THE TASK: Whenever the string "SkippedDryRun" appears in a line below, please copy the line out.

GIVEN DATA:
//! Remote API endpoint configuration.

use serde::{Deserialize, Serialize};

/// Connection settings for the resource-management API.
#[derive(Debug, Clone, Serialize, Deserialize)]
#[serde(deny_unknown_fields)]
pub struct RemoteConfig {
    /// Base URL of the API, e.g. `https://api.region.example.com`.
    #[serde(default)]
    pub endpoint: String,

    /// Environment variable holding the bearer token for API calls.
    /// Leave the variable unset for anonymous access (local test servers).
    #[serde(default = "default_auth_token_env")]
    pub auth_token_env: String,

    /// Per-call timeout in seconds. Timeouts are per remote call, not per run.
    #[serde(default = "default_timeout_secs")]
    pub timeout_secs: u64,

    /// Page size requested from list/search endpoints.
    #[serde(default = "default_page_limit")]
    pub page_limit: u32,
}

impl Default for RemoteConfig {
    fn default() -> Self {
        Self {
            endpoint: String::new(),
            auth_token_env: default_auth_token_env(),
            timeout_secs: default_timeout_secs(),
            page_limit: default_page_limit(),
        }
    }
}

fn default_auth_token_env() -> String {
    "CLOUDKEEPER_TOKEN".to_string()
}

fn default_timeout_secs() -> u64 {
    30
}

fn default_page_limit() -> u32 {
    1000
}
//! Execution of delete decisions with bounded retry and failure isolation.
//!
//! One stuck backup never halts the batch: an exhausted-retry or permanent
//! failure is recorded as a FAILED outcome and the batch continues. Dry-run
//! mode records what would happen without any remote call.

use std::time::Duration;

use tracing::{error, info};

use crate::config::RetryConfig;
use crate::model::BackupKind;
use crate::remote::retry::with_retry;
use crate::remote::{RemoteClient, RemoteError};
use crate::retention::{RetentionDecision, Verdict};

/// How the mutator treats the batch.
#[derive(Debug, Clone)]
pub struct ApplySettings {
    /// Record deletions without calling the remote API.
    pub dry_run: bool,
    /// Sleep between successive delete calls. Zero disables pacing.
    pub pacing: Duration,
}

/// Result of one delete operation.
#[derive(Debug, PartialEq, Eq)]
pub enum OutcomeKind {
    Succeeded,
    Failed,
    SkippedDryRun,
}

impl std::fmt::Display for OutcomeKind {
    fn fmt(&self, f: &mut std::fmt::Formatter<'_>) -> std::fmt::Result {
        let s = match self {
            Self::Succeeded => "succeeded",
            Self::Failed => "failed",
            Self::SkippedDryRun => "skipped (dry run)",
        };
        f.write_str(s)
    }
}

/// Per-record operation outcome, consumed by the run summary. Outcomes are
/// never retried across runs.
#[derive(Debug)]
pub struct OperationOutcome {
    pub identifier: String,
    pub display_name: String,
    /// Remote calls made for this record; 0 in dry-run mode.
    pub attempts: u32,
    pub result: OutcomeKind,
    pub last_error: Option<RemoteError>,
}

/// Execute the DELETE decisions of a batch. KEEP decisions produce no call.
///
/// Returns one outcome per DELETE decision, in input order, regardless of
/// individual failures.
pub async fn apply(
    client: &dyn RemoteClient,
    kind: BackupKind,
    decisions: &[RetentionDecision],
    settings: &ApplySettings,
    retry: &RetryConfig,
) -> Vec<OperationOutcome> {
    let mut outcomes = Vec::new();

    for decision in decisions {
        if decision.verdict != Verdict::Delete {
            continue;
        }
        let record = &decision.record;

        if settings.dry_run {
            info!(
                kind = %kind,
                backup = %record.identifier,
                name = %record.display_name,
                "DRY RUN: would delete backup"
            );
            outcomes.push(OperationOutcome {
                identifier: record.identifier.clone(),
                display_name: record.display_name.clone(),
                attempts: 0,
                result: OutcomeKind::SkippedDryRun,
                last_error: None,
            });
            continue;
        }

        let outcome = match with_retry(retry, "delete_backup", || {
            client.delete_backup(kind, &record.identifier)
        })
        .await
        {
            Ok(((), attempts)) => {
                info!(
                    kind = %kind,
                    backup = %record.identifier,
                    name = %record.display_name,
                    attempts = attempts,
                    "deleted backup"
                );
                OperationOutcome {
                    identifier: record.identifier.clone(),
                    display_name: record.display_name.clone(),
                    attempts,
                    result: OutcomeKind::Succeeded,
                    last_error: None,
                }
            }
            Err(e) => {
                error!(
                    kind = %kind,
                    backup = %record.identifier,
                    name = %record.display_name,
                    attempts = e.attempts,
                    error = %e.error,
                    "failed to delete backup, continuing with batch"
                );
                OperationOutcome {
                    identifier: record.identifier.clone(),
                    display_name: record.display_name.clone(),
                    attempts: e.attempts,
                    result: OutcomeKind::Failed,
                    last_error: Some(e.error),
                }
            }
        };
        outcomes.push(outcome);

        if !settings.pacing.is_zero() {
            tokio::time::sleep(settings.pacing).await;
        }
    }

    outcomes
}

WRITTEN ANSWER:
    SkippedDryRun,
            Self::SkippedDryRun => "skipped (dry run)",
                result: OutcomeKind::SkippedDryRun,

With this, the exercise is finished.